I have bought random primer labelling kit from ambion
If convert my RNA to cDNA and run a gel and then hybridize it with a cDNA probe, will i be able to detect alternatively spliced form of RNA.
I may be wrong about this, but I think your amount of cDNA will be very low. Also, due to varying efficiencies of 1st strand sythesis, I think you will see signals a various sizes, even if there is no alternative splicing. I think your best best is 3'RACE or RT-PCR using primers specific to the suspected exons (if you know them). Then, you can probe the PCR products for identity.
I have amplified my cDNA by PCR so the concentration of cDNA should be ok
Also, I had done RT-PCR but could not detect any alternatively spliced forms. So I thought that Northern blot using cDNA would be better to detect spliced forms. Is northern blot better than RT-PCR?

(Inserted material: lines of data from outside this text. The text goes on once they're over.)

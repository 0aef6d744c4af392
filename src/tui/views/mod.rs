pub mod board;
pub mod editor;
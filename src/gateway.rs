//! Mutation gateway
//!
//! Callers hand mutations to a background worker and return immediately; the
//! optimistic state already shows the change. Each finished mutation emits an
//! [`Invalidation`], which tells the UI to re-fetch the board and confirm it.
//!
//! Failures are logged and reported in the invalidation. Nothing is retried
//! and no optimistic state is rolled back here.

use std::sync::mpsc::{self, Receiver, RecvTimeoutError, Sender};
use std::sync::Arc;
use std::thread::JoinHandle;
use std::time::Duration;

use crate::board::MovePlan;
use crate::db::{BoardSnapshot, Result};
use crate::model::{ColumnKind, Context, Task};
use crate::store::BoardStore;

/// A write against the store
#[derive(Debug, Clone, PartialEq, Eq)]
pub enum Mutation {
    CreateTask(Task),
    UpdateTask(Task),
    DeleteTask(String),
    CreateContext(Context),
    UpdateColumnTitle {
        id: String,
        title: String,
        kind: ColumnKind,
    },
    /// Upsert changed tasks, then write the dense order in one batch
    Move(MovePlan),
}

impl Mutation {
    /// Short name used in logs and events
    pub fn label(&self) -> &'static str {
        match self {
            Mutation::CreateTask(_) => "create_task",
            Mutation::UpdateTask(_) => "update_task",
            Mutation::DeleteTask(_) => "delete_task",
            Mutation::CreateContext(_) => "create_context",
            Mutation::UpdateColumnTitle { .. } => "update_column_title",
            Mutation::Move(_) => "move",
        }
    }

    /// Run this mutation synchronously
    pub fn apply<S: BoardStore + ?Sized>(&self, store: &S) -> Result<()> {
        match self {
            Mutation::CreateTask(task) => store.create_task(task).map(|_| ()),
            Mutation::UpdateTask(task) => store.update_task(task).map(|_| ()),
            Mutation::DeleteTask(id) => store.delete_task(id),
            Mutation::CreateContext(context) => store.create_context(context).map(|_| ()),
            Mutation::UpdateColumnTitle { id, title, kind } => {
                store.update_column_title(id, title, *kind)
            }
            Mutation::Move(plan) => {
                for task in &plan.updates {
                    store.update_task(task)?;
                }
                store.reorder_batch(&plan.ordered)
            }
        }
    }
}

/// Signal that persisted state may have changed
#[derive(Debug, Clone, PartialEq, Eq)]
pub struct Invalidation {
    pub mutation: &'static str,
    /// Set when the store rejected the mutation
    pub error: Option<String>,
}

/// Fire-and-forget front door to a [`BoardStore`]
pub struct Gateway<S: BoardStore> {
    store: Arc<S>,
    requests: Option<Sender<Mutation>>,
    invalidations: Receiver<Invalidation>,
    worker: Option<JoinHandle<()>>,
}

impl<S: BoardStore> Gateway<S> {
    /// Start the worker thread. Mutations run one at a time in submission
    /// order.
    pub fn spawn(store: S) -> std::io::Result<Self> {
        let store = Arc::new(store);
        let (request_tx, request_rx) = mpsc::channel::<Mutation>();
        let (event_tx, event_rx) = mpsc::channel::<Invalidation>();

        let worker_store = Arc::clone(&store);
        let worker = std::thread::Builder::new()
            .name("lanes-gateway".to_string())
            .spawn(move || run_worker(worker_store.as_ref(), request_rx, event_tx))?;

        Ok(Self {
            store,
            requests: Some(request_tx),
            invalidations: event_rx,
            worker: Some(worker),
        })
    }

    /// Queue a mutation without waiting for it
    pub fn submit(&self, mutation: Mutation) {
        tracing::debug!(mutation = mutation.label(), "mutation submitted");
        let Some(requests) = &self.requests else {
            return;
        };
        if let Err(e) = requests.send(mutation) {
            tracing::error!("gateway worker is gone, dropping {}", e.0.label());
        }
    }

    /// Read the authoritative board
    pub fn fetch(&self) -> Result<BoardSnapshot> {
        self.store.fetch_all()
    }

    /// Next invalidation if one is ready
    pub fn try_invalidation(&self) -> Option<Invalidation> {
        self.invalidations.try_recv().ok()
    }

    /// Wait up to `timeout` for the next invalidation
    pub fn wait_invalidation(&self, timeout: Duration) -> Option<Invalidation> {
        match self.invalidations.recv_timeout(timeout) {
            Ok(event) => Some(event),
            Err(RecvTimeoutError::Timeout) | Err(RecvTimeoutError::Disconnected) => None,
        }
    }

    pub fn store(&self) -> &S {
        &self.store
    }
}

impl<S: BoardStore> Drop for Gateway<S> {
    fn drop(&mut self) {
        // Closing the queue lets the worker drain and exit
        self.requests.take();
        if let Some(worker) = self.worker.take() {
            if worker.join().is_err() {
                tracing::error!("gateway worker panicked");
            }
        }
    }
}

fn run_worker<S: BoardStore + ?Sized>(
    store: &S,
    requests: Receiver<Mutation>,
    events: Sender<Invalidation>,
) {
    for mutation in requests {
        let label = mutation.label();
        let error = match mutation.apply(store) {
            Ok(()) => {
                tracing::debug!(mutation = label, "mutation persisted");
                None
            }
            Err(e) => {
                tracing::error!(mutation = label, error = %e, "mutation failed");
                Some(e.to_string())
            }
        };
        // UI may already be gone during shutdown
        let _ = events.send(Invalidation {
            mutation: label,
            error,
        });
    }
}
//! TEA Message Types for the TUI
//!
//! This module defines the Msg enum representing all possible user actions.
//! Following The Elm Architecture (TEA), messages are:
//! - Data describing what happened (not how to handle it)
//! - The only way to trigger state changes
//! - Processed by a single update function

use crossterm::event::{KeyCode, KeyModifiers};

use crate::model::ViewKind;

/// What the keyboard is currently driving
#[derive(Debug, Clone, Copy, PartialEq, Eq)]
pub enum InputMode {
    Normal,
    /// A card is picked up
    Dragging,
    /// Task editor modal is open
    Editor,
    /// Column rename prompt is open
    Prompt,
    Help,
}

/// All possible messages/actions in the TUI
#[derive(Debug, Clone, PartialEq)]
pub enum Msg {
    // === Navigation ===
    FocusLeft,
    FocusRight,
    FocusUp,
    FocusDown,

    // === View Switching ===
    /// Flip between status and context view (Tab)
    NextView,
    SwitchToView(ViewKind),
    /// Side by side vs stacked columns
    ToggleLayout,

    // === Board actions ===
    AddTask,
    AddContext,
    OpenEditor,
    DeleteTask,
    CycleStatus,
    RenameColumn,
    Refresh,

    // === Drag ===
    /// Pick up the focused card
    PickUp,
    DragLeft,
    DragRight,
    DragUp,
    DragDown,
    Drop,
    CancelDrag,

    // === Editor / prompt ===
    Input(char),
    Backspace,
    NextField,
    PrevField,
    ChoicePrev,
    ChoiceNext,
    Confirm,
    EditorDelete,
    CloseModal,

    // === Modals ===
    ToggleHelp,

    // === Lifecycle ===
    Quit,

    // === Internal ===
    /// No operation (for unhandled keys)
    Noop,
}

/// Convert a key event to a message
///
/// This is a pure function - no side effects, just pattern matching.
pub fn key_to_msg(code: KeyCode, modifiers: KeyModifiers, mode: InputMode) -> Msg {
    let ctrl = modifiers.contains(KeyModifiers::CONTROL);

    match mode {
        InputMode::Help => match code {
            KeyCode::Esc | KeyCode::Char('q') | KeyCode::Char('?') => Msg::CloseModal,
            _ => Msg::Noop,
        },

        InputMode::Editor => match code {
            KeyCode::Esc => Msg::CloseModal,
            KeyCode::Enter => Msg::Confirm,
            KeyCode::Char('d') if ctrl => Msg::EditorDelete,
            KeyCode::Tab | KeyCode::Down => Msg::NextField,
            KeyCode::BackTab | KeyCode::Up => Msg::PrevField,
            KeyCode::Left => Msg::ChoicePrev,
            KeyCode::Right => Msg::ChoiceNext,
            KeyCode::Backspace => Msg::Backspace,
            KeyCode::Char(c) if !ctrl => Msg::Input(c),
            _ => Msg::Noop,
        },

        InputMode::Prompt => match code {
            KeyCode::Esc => Msg::CloseModal,
            KeyCode::Enter => Msg::Confirm,
            KeyCode::Backspace => Msg::Backspace,
            KeyCode::Char(c) if !ctrl => Msg::Input(c),
            _ => Msg::Noop,
        },

        InputMode::Dragging => match code {
            KeyCode::Char('h') | KeyCode::Left => Msg::DragLeft,
            KeyCode::Char('l') | KeyCode::Right => Msg::DragRight,
            KeyCode::Char('k') | KeyCode::Up => Msg::DragUp,
            KeyCode::Char('j') | KeyCode::Down => Msg::DragDown,
            KeyCode::Char(' ') | KeyCode::Enter => Msg::Drop,
            KeyCode::Esc => Msg::CancelDrag,
            KeyCode::Char('c') if ctrl => Msg::Quit,
            _ => Msg::Noop,
        },

        InputMode::Normal => match code {
            // Quit
            KeyCode::Char('q') => Msg::Quit,
            KeyCode::Char('c') if ctrl => Msg::Quit,

            // Navigation
            KeyCode::Char('h') | KeyCode::Left => Msg::FocusLeft,
            KeyCode::Char('l') | KeyCode::Right => Msg::FocusRight,
            KeyCode::Char('k') | KeyCode::Up => Msg::FocusUp,
            KeyCode::Char('j') | KeyCode::Down => Msg::FocusDown,

            // View switching
            KeyCode::Tab | KeyCode::BackTab => Msg::NextView,
            KeyCode::Char('1') => Msg::SwitchToView(ViewKind::Status),
            KeyCode::Char('2') => Msg::SwitchToView(ViewKind::Context),
            KeyCode::Char('v') => Msg::ToggleLayout,

            // Board actions
            KeyCode::Char('a') => Msg::AddTask,
            KeyCode::Char('A') => Msg::AddContext,
            KeyCode::Enter | KeyCode::Char('e') => Msg::OpenEditor,
            KeyCode::Char('d') => Msg::DeleteTask,
            KeyCode::Char('s') => Msg::CycleStatus,
            KeyCode::Char('r') => Msg::RenameColumn,
            KeyCode::Char('R') => Msg::Refresh,
            KeyCode::Char(' ') => Msg::PickUp,

            // Modals
            KeyCode::Char('?') => Msg::ToggleHelp,

            _ => Msg::Noop,
        },
    }
}

/// Check if a message should cause the app to quit
pub fn is_quit(msg: &Msg) -> bool {
    matches!(msg, Msg::Quit)
}

/// Check if a message is part of a drag gesture
pub fn is_drag(msg: &Msg) -> bool {
    matches!(
        msg,
        Msg::PickUp
            | Msg::DragLeft
            | Msg::DragRight
            | Msg::DragUp
            | Msg::DragDown
            | Msg::Drop
            | Msg::CancelDrag
    )
}

#[cfg(test)]
mod tests {
    use super::*;

    fn normal(code: KeyCode) -> Msg {
        key_to_msg(code, KeyModifiers::NONE, InputMode::Normal)
    }

    #[test]
    fn test_key_to_msg_navigation() {
        assert_eq!(normal(KeyCode::Char('h')), Msg::FocusLeft);
        assert_eq!(normal(KeyCode::Char('l')), Msg::FocusRight);
        assert_eq!(normal(KeyCode::Char('j')), Msg::FocusDown);
        assert_eq!(normal(KeyCode::Up), Msg::FocusUp);
    }

    #[test]
    fn test_key_to_msg_quit() {
        assert_eq!(normal(KeyCode::Char('q')), Msg::Quit);
        assert_eq!(
            key_to_msg(KeyCode::Char('c'), KeyModifiers::CONTROL, InputMode::Normal),
            Msg::Quit
        );
    }

    #[test]
    fn test_key_to_msg_view_switching() {
        assert_eq!(normal(KeyCode::Tab), Msg::NextView);
        assert_eq!(normal(KeyCode::Char('1')), Msg::SwitchToView(ViewKind::Status));
        assert_eq!(normal(KeyCode::Char('2')), Msg::SwitchToView(ViewKind::Context));
        assert_eq!(normal(KeyCode::Char('v')), Msg::ToggleLayout);
    }

    #[test]
    fn test_key_to_msg_board_actions() {
        assert_eq!(normal(KeyCode::Char('a')), Msg::AddTask);
        assert_eq!(normal(KeyCode::Char('A')), Msg::AddContext);
        assert_eq!(normal(KeyCode::Enter), Msg::OpenEditor);
        assert_eq!(normal(KeyCode::Char('e')), Msg::OpenEditor);
        assert_eq!(normal(KeyCode::Char('d')), Msg::DeleteTask);
        assert_eq!(normal(KeyCode::Char('s')), Msg::CycleStatus);
        assert_eq!(normal(KeyCode::Char('r')), Msg::RenameColumn);
        assert_eq!(normal(KeyCode::Char('R')), Msg::Refresh);
        assert_eq!(normal(KeyCode::Char(' ')), Msg::PickUp);
    }

    #[test]
    fn test_key_to_msg_drag_mode() {
        let drag = |code| key_to_msg(code, KeyModifiers::NONE, InputMode::Dragging);
        assert_eq!(drag(KeyCode::Char('l')), Msg::DragRight);
        assert_eq!(drag(KeyCode::Char('k')), Msg::DragUp);
        assert_eq!(drag(KeyCode::Char(' ')), Msg::Drop);
        assert_eq!(drag(KeyCode::Enter), Msg::Drop);
        assert_eq!(drag(KeyCode::Esc), Msg::CancelDrag);
        // Board actions are unavailable mid-drag
        assert_eq!(drag(KeyCode::Char('d')), Msg::Noop);
    }

    #[test]
    fn test_key_to_msg_editor_mode() {
        let edit = |code, mods| key_to_msg(code, mods, InputMode::Editor);
        assert_eq!(edit(KeyCode::Char('q'), KeyModifiers::NONE), Msg::Input('q'));
        assert_eq!(edit(KeyCode::Char('d'), KeyModifiers::CONTROL), Msg::EditorDelete);
        assert_eq!(edit(KeyCode::Tab, KeyModifiers::NONE), Msg::NextField);
        assert_eq!(edit(KeyCode::BackTab, KeyModifiers::SHIFT), Msg::PrevField);
        assert_eq!(edit(KeyCode::Right, KeyModifiers::NONE), Msg::ChoiceNext);
        assert_eq!(edit(KeyCode::Enter, KeyModifiers::NONE), Msg::Confirm);
        assert_eq!(edit(KeyCode::Esc, KeyModifiers::NONE), Msg::CloseModal);
    }

    #[test]
    fn test_key_to_msg_prompt_and_help() {
        assert_eq!(
            key_to_msg(KeyCode::Char('x'), KeyModifiers::NONE, InputMode::Prompt),
            Msg::Input('x')
        );
        assert_eq!(
            key_to_msg(KeyCode::Backspace, KeyModifiers::NONE, InputMode::Prompt),
            Msg::Backspace
        );
        assert_eq!(
            key_to_msg(KeyCode::Char('?'), KeyModifiers::NONE, InputMode::Help),
            Msg::CloseModal
        );
        assert_eq!(
            key_to_msg(KeyCode::Char('j'), KeyModifiers::NONE, InputMode::Help),
            Msg::Noop
        );
    }

    #[test]
    fn test_is_quit_and_is_drag() {
        assert!(is_quit(&Msg::Quit));
        assert!(!is_quit(&Msg::FocusDown));
        assert!(is_drag(&Msg::Drop));
        assert!(!is_drag(&Msg::AddTask));
    }

    #[test]
    fn test_key_to_msg_unhandled() {
        assert_eq!(normal(KeyCode::Char('z')), Msg::Noop);
        assert_eq!(normal(KeyCode::F(5)), Msg::Noop);
    }
}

Ideally, the northern blot using total or polyA+ RNA is the way to go, unless you think that the two splice variants are of roughly the same size.
I don't know anything about your gene or organism, but have you tried to BLAST your sequence (if you know it) against the EST databank? You may get hits against more than one splice variant.
You could also try S1 nuclease or primer extension analysis if this is really giving you a hard time.